L'hip hop del Regno Unito non mi ha mai convinto del tutto. Sì, questi britannici sono bravini, ma sembrano privi di quella relazione autentica e organica (banalizzo: la strada, il ghetto) che risulta necessaria per vivere questa musica, per immergersi a pieno nel suo linguaggio ruvido e urgente.

Gli inglesi in genere eccellono quando britannizzano, e l’hip hop non fa eccezione. Per dire qualcosa, devono creare qualcosa di autenticamente europeo e british: Massive Attack, Tricky, una larga parte della scena elettronica-underground di Londra, qualche isolato paroliere di lusso tipo Mike Skinner.

Eccoci al punto: gli Young Brothers (un trio: due ragazzi di origine africana e un britannico) sono bravissimi perché il loro hip hop non si rinchiude nel regno del prosaico-made in usa, ma osa. Il risultato è indefinibile e decisamente personale, ma soprattutto parecchio britannico. Anzi, nel loro caso, la casa madre è la Scozia, e più precisamente Edimburgo.

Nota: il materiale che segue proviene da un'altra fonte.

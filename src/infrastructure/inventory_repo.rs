use diesel::prelude::*;
use uuid::Uuid;

use crate::db::DbPool;
use crate::domain::errors::DomainError;
use crate::domain::order::FulfillmentType;
use crate::domain::ports::InventoryRepository;
use crate::domain::secret::SecretImport;
use crate::domain::stock::{StockLevel, StockTarget};

use super::{catalog, secret_pool, stock_ledger};

#[derive(Clone)]
pub struct DieselInventoryRepository {
    pool: DbPool,
}

impl DieselInventoryRepository {
    pub fn new(pool: DbPool) -> Self {
        Self { pool }
    }
}

impl InventoryRepository for DieselInventoryRepository {
    fn import_secrets(
        &self,
        product_id: Uuid,
        sku_id: Option<Uuid>,
        secrets: &[String],
    ) -> Result<SecretImport, DomainError> {
        let mut conn = self.pool.get()?;

        conn.transaction::<_, DomainError, _>(|conn| {
            let sellable = catalog::find_sellable(conn, product_id, sku_id)?;
            if sellable.product.fulfillment_type.parse::<FulfillmentType>()? != FulfillmentType::Auto {
                return Err(DomainError::InvalidInput(format!(
                    "product {} is delivered manually and takes no secrets",
                    product_id
                )));
            }
            let imported = secret_pool::import(conn, product_id, sku_id, secrets)?;
            Ok(SecretImport {
                imported,
                available: secret_pool::count_available(conn, product_id, sku_id)?,
            })
        })
    }

    fn stock_level(&self, product_id: Uuid, sku_id: Option<Uuid>) -> Result<StockLevel, DomainError> {
        let mut conn = self.pool.get()?;

        let sellable = catalog::find_sellable(&mut conn, product_id, sku_id)?;
        let fulfillment_type = sellable.product.fulfillment_type.parse::<FulfillmentType>()?;
        let available = match fulfillment_type {
            FulfillmentType::Manual => {
                stock_ledger::available(&mut conn, StockTarget::new(product_id, sku_id))?.map(i64::from)
            }
            FulfillmentType::Auto => Some(secret_pool::count_available(&mut conn, product_id, sku_id)?),
        };
        Ok(StockLevel {
            product_id,
            sku_id,
            fulfillment_type,
            available,
        })
    }
}
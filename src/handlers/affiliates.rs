use actix_web::{web, HttpResponse};
use chrono::{DateTime, Utc};
use serde::{Deserialize, Serialize};
use utoipa::ToSchema;
use uuid::Uuid;

use crate::application::affiliate_service::AffiliateService;
use crate::domain::commission::{CommissionView, WithdrawChannel, WithdrawRequestView};
use crate::errors::AppError;

#[derive(Debug, Serialize, ToSchema)]
pub struct CommissionResponse {
    pub id: Uuid,
    pub order_id: Uuid,
    pub amount: String,
    pub status: String,
    pub confirm_at: DateTime<Utc>,
    pub available_at: Option<DateTime<Utc>>,
    pub withdraw_request_id: Option<Uuid>,
}

impl From<CommissionView> for CommissionResponse {
    fn from(c: CommissionView) -> Self {
        CommissionResponse {
            id: c.id,
            order_id: c.order_id,
            amount: c.amount.to_string(),
            status: c.status.as_str().to_string(),
            confirm_at: c.confirm_at,
            available_at: c.available_at,
            withdraw_request_id: c.withdraw_request_id,
        }
    }
}

#[derive(Debug, Deserialize, ToSchema)]
pub struct WithdrawBody {
    /// "wallet" or "external".
    pub channel: String,
    /// Payout account, required for external withdrawals.
    pub account: Option<String>,
}

#[derive(Debug, Serialize, ToSchema)]
pub struct WithdrawResponse {
    pub id: Uuid,
    pub profile_id: Uuid,
    pub amount: String,
    pub channel: String,
    pub status: String,
    pub commission_count: usize,
    pub created_at: DateTime<Utc>,
}

impl From<WithdrawRequestView> for WithdrawResponse {
    fn from(w: WithdrawRequestView) -> Self {
        WithdrawResponse {
            id: w.id,
            profile_id: w.profile_id,
            amount: w.amount.to_string(),
            channel: w.channel,
            status: w.status,
            commission_count: w.commission_count,
            created_at: w.created_at,
        }
    }
}

#[derive(Debug, Serialize, ToSchema)]
pub struct WithdrawDecisionResponse {
    pub id: Uuid,
    /// False when the request had already been decided.
    pub changed: bool,
}

/// GET /affiliates/{profile_id}/commissions
#[utoipa::path(
    get,
    path = "/affiliates/{profile_id}/commissions",
    params(
        ("profile_id" = Uuid, Path, description = "Affiliate profile UUID"),
    ),
    responses(
        (status = 200, description = "All commissions of the profile", body = Vec<CommissionResponse>),
        (status = 404, description = "Profile not found"),
    ),
    tag = "affiliates"
)]
pub async fn list_commissions(
    affiliates: web::Data<AffiliateService>,
    path: web::Path<Uuid>,
) -> Result<HttpResponse, AppError> {
    let profile_id = path.into_inner();

    let commissions = web::block(move || affiliates.commissions(profile_id))
        .await
        .map_err(|e| AppError::Internal(e.to_string()))??;

    let items: Vec<CommissionResponse> =
        commissions.into_iter().map(CommissionResponse::from).collect();
    Ok(HttpResponse::Ok().json(items))
}

/// POST /affiliates/{profile_id}/withdrawals
///
/// Binds every available commission of the profile into one request.
#[utoipa::path(
    post,
    path = "/affiliates/{profile_id}/withdrawals",
    params(
        ("profile_id" = Uuid, Path, description = "Affiliate profile UUID"),
    ),
    request_body = WithdrawBody,
    responses(
        (status = 201, description = "Withdrawal requested", body = WithdrawResponse),
        (status = 400, description = "Nothing to withdraw, below minimum or missing account"),
        (status = 404, description = "Profile not found"),
    ),
    tag = "affiliates"
)]
pub async fn request_withdrawal(
    affiliates: web::Data<AffiliateService>,
    path: web::Path<Uuid>,
    body: web::Json<WithdrawBody>,
) -> Result<HttpResponse, AppError> {
    let profile_id = path.into_inner();
    let body = body.into_inner();
    let channel: WithdrawChannel = body.channel.parse()?;

    let request = web::block(move || affiliates.request_withdrawal(profile_id, channel, body.account))
        .await
        .map_err(|e| AppError::Internal(e.to_string()))??;

    Ok(HttpResponse::Created().json(WithdrawResponse::from(request)))
}

/// POST /withdrawals/{id}/settle
///
/// Marks a pending withdrawal paid. Wallet-channel payouts credit the
/// affiliate's wallet.
#[utoipa::path(
    post,
    path = "/withdrawals/{id}/settle",
    params(
        ("id" = Uuid, Path, description = "Withdrawal request UUID"),
    ),
    responses(
        (status = 200, description = "Settled, or already decided", body = WithdrawDecisionResponse),
        (status = 404, description = "Withdrawal not found"),
    ),
    tag = "affiliates"
)]
pub async fn settle_withdrawal(
    affiliates: web::Data<AffiliateService>,
    path: web::Path<Uuid>,
) -> Result<HttpResponse, AppError> {
    let id = path.into_inner();

    let changed = web::block(move || affiliates.settle_withdrawal(id))
        .await
        .map_err(|e| AppError::Internal(e.to_string()))??;

    Ok(HttpResponse::Ok().json(WithdrawDecisionResponse { id, changed }))
}

/// POST /withdrawals/{id}/reject
///
/// Rejects a pending withdrawal. Its commissions are rejected with it.
#[utoipa::path(
    post,
    path = "/withdrawals/{id}/reject",
    params(
        ("id" = Uuid, Path, description = "Withdrawal request UUID"),
    ),
    responses(
        (status = 200, description = "Rejected, or already decided", body = WithdrawDecisionResponse),
        (status = 404, description = "Withdrawal not found"),
    ),
    tag = "affiliates"
)]
pub async fn reject_withdrawal(
    affiliates: web::Data<AffiliateService>,
    path: web::Path<Uuid>,
) -> Result<HttpResponse, AppError> {
    let id = path.into_inner();

    let changed = web::block(move || affiliates.reject_withdrawal(id))
        .await
        .map_err(|e| AppError::Internal(e.to_string()))??;

    Ok(HttpResponse::Ok().json(WithdrawDecisionResponse { id, changed }))
}
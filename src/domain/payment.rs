use std::collections::HashMap;
use std::fmt;
use std::str::FromStr;

use bigdecimal::BigDecimal;
use chrono::{DateTime, Utc};
use serde::{Deserialize, Serialize};
use uuid::Uuid;

use super::errors::DomainError;

#[derive(Debug, Clone, Copy, PartialEq, Eq, Hash, Serialize, Deserialize)]
#[serde(rename_all = "snake_case")]
pub enum PaymentStatus {
    Initiated,
    Pending,
    Success,
    Failed,
    Expired,
}

impl PaymentStatus {
    pub fn as_str(&self) -> &'static str {
        match self {
            PaymentStatus::Initiated => "initiated",
            PaymentStatus::Pending => "pending",
            PaymentStatus::Success => "success",
            PaymentStatus::Failed => "failed",
            PaymentStatus::Expired => "expired",
        }
    }

    pub fn is_terminal(&self) -> bool {
        matches!(
            self,
            PaymentStatus::Success | PaymentStatus::Failed | PaymentStatus::Expired
        )
    }

    /// Statuses a payment may be moved out of.
    pub fn open_statuses() -> [&'static str; 2] {
        [PaymentStatus::Initiated.as_str(), PaymentStatus::Pending.as_str()]
    }
}

impl fmt::Display for PaymentStatus {
    fn fmt(&self, f: &mut fmt::Formatter<'_>) -> fmt::Result {
        f.write_str(self.as_str())
    }
}

impl FromStr for PaymentStatus {
    type Err = DomainError;

    fn from_str(s: &str) -> Result<Self, Self::Err> {
        match s {
            "initiated" => Ok(PaymentStatus::Initiated),
            "pending" => Ok(PaymentStatus::Pending),
            "success" => Ok(PaymentStatus::Success),
            "failed" => Ok(PaymentStatus::Failed),
            "expired" => Ok(PaymentStatus::Expired),
            other => Err(DomainError::Internal(format!(
                "unknown payment status '{}'",
                other
            ))),
        }
    }
}

/// Payment provider families. Selects the gateway adapter.
#[derive(Debug, Clone, Copy, PartialEq, Eq, Hash, Serialize, Deserialize)]
#[serde(rename_all = "snake_case")]
pub enum ProviderType {
    /// Official redirect/QR gateways.
    Official,
    /// Aggregator gateways speaking the epay protocol.
    Epay,
    Paypal,
    Stripe,
    /// Crypto-settlement gateways.
    Crypto,
}

impl ProviderType {
    pub fn as_str(&self) -> &'static str {
        match self {
            ProviderType::Official => "official",
            ProviderType::Epay => "epay",
            ProviderType::Paypal => "paypal",
            ProviderType::Stripe => "stripe",
            ProviderType::Crypto => "crypto",
        }
    }
}

impl fmt::Display for ProviderType {
    fn fmt(&self, f: &mut fmt::Formatter<'_>) -> fmt::Result {
        f.write_str(self.as_str())
    }
}

impl FromStr for ProviderType {
    type Err = DomainError;

    fn from_str(s: &str) -> Result<Self, Self::Err> {
        match s {
            "official" => Ok(ProviderType::Official),
            "epay" => Ok(ProviderType::Epay),
            "paypal" => Ok(ProviderType::Paypal),
            "stripe" => Ok(ProviderType::Stripe),
            "crypto" => Ok(ProviderType::Crypto),
            other => Err(DomainError::InvalidInput(format!(
                "unknown payment provider '{}'",
                other
            ))),
        }
    }
}

#[derive(Debug, Clone, Copy, PartialEq, Eq, Serialize, Deserialize)]
#[serde(rename_all = "snake_case")]
pub enum InteractionMode {
    Redirect,
    Qr,
}

impl InteractionMode {
    pub fn as_str(&self) -> &'static str {
        match self {
            InteractionMode::Redirect => "redirect",
            InteractionMode::Qr => "qr",
        }
    }
}

/// What a payment settles: a storefront order or a wallet recharge.
#[derive(Debug, Clone, Copy, PartialEq, Eq)]
pub enum PaymentTarget {
    Order(Uuid),
    Recharge(Uuid),
}

#[derive(Debug, Clone)]
pub struct CreatePaymentRequest {
    pub payment_no: String,
    pub subject: String,
    pub amount: BigDecimal,
    pub currency: String,
    pub channel: String,
    pub notify_url: String,
}

#[derive(Debug, Clone, PartialEq)]
pub struct CreatedPayment {
    pub interaction_mode: InteractionMode,
    /// Redirect URL or QR payload, depending on `interaction_mode`.
    pub pay_url: String,
    pub provider_ref: Option<String>,
}

/// Callback exactly as received, before any provider-specific parsing.
#[derive(Debug, Clone, Default)]
pub struct RawCallback {
    pub headers: HashMap<String, String>,
    pub query: String,
    pub body: Vec<u8>,
}

/// Provider-independent view of a payment outcome signal.
#[derive(Debug, Clone, PartialEq)]
pub struct NormalizedEvent {
    /// Our `payment_no`, echoed back by the provider.
    pub payment_no: Option<String>,
    pub provider_ref: Option<String>,
    pub status: PaymentStatus,
    pub amount: BigDecimal,
    pub currency: String,
    pub raw: serde_json::Value,
}

/// What reconciling one provider signal did.
#[derive(Debug, Clone, PartialEq, Eq)]
pub enum ReconcileOutcome {
    /// This call moved the payment to `status`.
    Applied {
        payment_no: String,
        status: PaymentStatus,
    },
    /// Payment was already terminal or another caller won the race.
    AlreadyProcessed { payment_no: String },
    /// Provider reports the payment still in flight.
    StillPending { payment_no: String },
}

#[derive(Debug, Clone)]
pub struct PaymentView {
    pub id: Uuid,
    pub payment_no: String,
    pub provider_type: String,
    pub channel_type: String,
    pub interaction_mode: String,
    pub amount: BigDecimal,
    pub currency: String,
    pub status: PaymentStatus,
    pub pay_url: Option<String>,
    pub expires_at: DateTime<Utc>,
}

#[cfg(test)]
mod tests {
    use super::*;

    #[test]
    fn only_success_failed_expired_are_terminal() {
        assert!(!PaymentStatus::Initiated.is_terminal());
        assert!(!PaymentStatus::Pending.is_terminal());
        assert!(PaymentStatus::Success.is_terminal());
        assert!(PaymentStatus::Failed.is_terminal());
        assert!(PaymentStatus::Expired.is_terminal());
    }

    #[test]
    fn provider_type_parses_wire_names() {
        assert_eq!("epay".parse::<ProviderType>().unwrap(), ProviderType::Epay);
        assert_eq!("crypto".parse::<ProviderType>().unwrap(), ProviderType::Crypto);
        assert!(matches!(
            "bitpay".parse::<ProviderType>(),
            Err(DomainError::InvalidInput(_))
        ));
    }

    #[test]
    fn payment_status_round_trips() {
        for status in [
            PaymentStatus::Initiated,
            PaymentStatus::Pending,
            PaymentStatus::Success,
            PaymentStatus::Failed,
            PaymentStatus::Expired,
        ] {
            assert_eq!(status.as_str().parse::<PaymentStatus>().unwrap(), status);
        }
    }
}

Dead” è la terza fatica del gruppo, ma confesso che si tratta del primo disco che mi gusto a pieno, e quindi vedrò di evitare paragoni e raffronti con il passato che non sono in grado di elaborare.

Gli Young Fathers sono quasi cantautori prestati all’euforia avanguardistica dell’hip-hop alternativo. Un’euforia fluida e inarrestabile, tanto che pare di vedere una maschera di Rorschach: un flusso continuo di idee, immagini, intuizioni. Un puzzle di genialate mutuate anche dal meglio che l’hip-hop astratto (e non) ha fatto germogliare nell’ultimo periodo: Kanye West (le frequenze bassissime di “Yeezus”), per dire, è onnipresente, anche se qui il tono è decisamente meno tronfio e più riflessivo, quasi che il suo egocentrismo si fosse trasformato in una sorta di filosofia di vita, acquisendo profondità e coscienza.

War” (splendida e stratificata) in effetti è quasi un featuring con il genio di Chicago, mentre i cerchi concentrici che rinascono di continuo durante “Am I Not Your Boy” sembrano proprio usciti da “My Beautiful Dark Twisted Fantasy”. In altri luoghi spunta invece la furia motorizzata e atroce dei Death Grips: rumore che squarcia il cielo in due, disumano, quasi a-musicale (“No Way” è una versione soft della loro parete invalicabile).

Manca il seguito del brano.